Retype the data exactly. Spelling and punctuation stay as they are.

(Dataset entries)
+ + +
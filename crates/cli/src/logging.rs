//! Diagnostic log setup.
//!
//! Library crates log through the `log` facade; the subscriber's `log`
//! bridge turns those records into tracing events. Without `--log`, only
//! warnings reach stderr and change events stay off (the console printer
//! already shows them). With `--log`, everything from `debug` up is appended
//! to the file. `RUST_LOG` replaces either default.

use std::fs::OpenOptions;
use std::path::Path;
use std::sync::Mutex;

use tracing_subscriber::EnvFilter;

const CONSOLE_FILTER: &str = "warn,groupsync::changes=off";
const FILE_FILTER: &str = "debug";

fn filter(default: &str) -> EnvFilter {
    EnvFilter::try_from_default_env().unwrap_or_else(|_| EnvFilter::new(default))
}

/// Install the global subscriber. A second call is a no-op.
pub fn init(log_file: Option<&Path>) -> Result<(), String> {
    let result = match log_file {
        Some(path) => {
            let file = OpenOptions::new()
                .create(true)
                .append(true)
                .open(path)
                .map_err(|e| format!("cannot open log file {}: {e}", path.display()))?;
            tracing_subscriber::fmt()
                .with_env_filter(filter(FILE_FILTER))
                .with_ansi(false)
                .with_writer(Mutex::new(file))
                .try_init()
        }
        None => tracing_subscriber::fmt()
            .with_env_filter(filter(CONSOLE_FILTER))
            .with_writer(std::io::stderr)
            .try_init(),
    };
    if let Err(e) = result {
        log::debug!("log subscriber already installed: {e}");
    }
    Ok(())
}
+ + +
**TASK SOLUTION**
filename crates/cli/src/logging.rs
//! Diagnostic log setup.
//!
//! Library crates log through the `log` facade; the subscriber's `log`
//! bridge turns those records into tracing events. Without `--log`, only
//! warnings reach stderr and change events stay off (the console printer
//! already shows them). With `--log`, everything from `debug` up is appended
//! to the file. `RUST_LOG` replaces either default.

use std::fs::OpenOptions;
use std::path::Path;
use std::sync::Mutex;

use tracing_subscriber::EnvFilter;

const CONSOLE_FILTER: &str = "warn,groupsync::changes=off";
const FILE_FILTER: &str = "debug";

fn filter(default: &str) -> EnvFilter {
    EnvFilter::try_from_default_env().unwrap_or_else(|_| EnvFilter::new(default))
}

/// Install the global subscriber. A second call is a no-op.
pub fn init(log_file: Option<&Path>) -> Result<(), String> {
    let result = match log_file {
        Some(path) => {
            let file = OpenOptions::new()
                .create(true)
                .append(true)
                .open(path)
                .map_err(|e| format!("cannot open log file {}: {e}", path.display()))?;
            tracing_subscriber::fmt()
                .with_env_filter(filter(FILE_FILTER))
                .with_ansi(false)
                .with_writer(Mutex::new(file))
                .try_init()
        }
        None => tracing_subscriber::fmt()
            .with_env_filter(filter(CONSOLE_FILTER))
            .with_writer(std::io::stderr)
            .try_init(),
    };
    if let Err(e) = result {
        log::debug!("log subscriber already installed: {e}");
    }
    Ok(())
}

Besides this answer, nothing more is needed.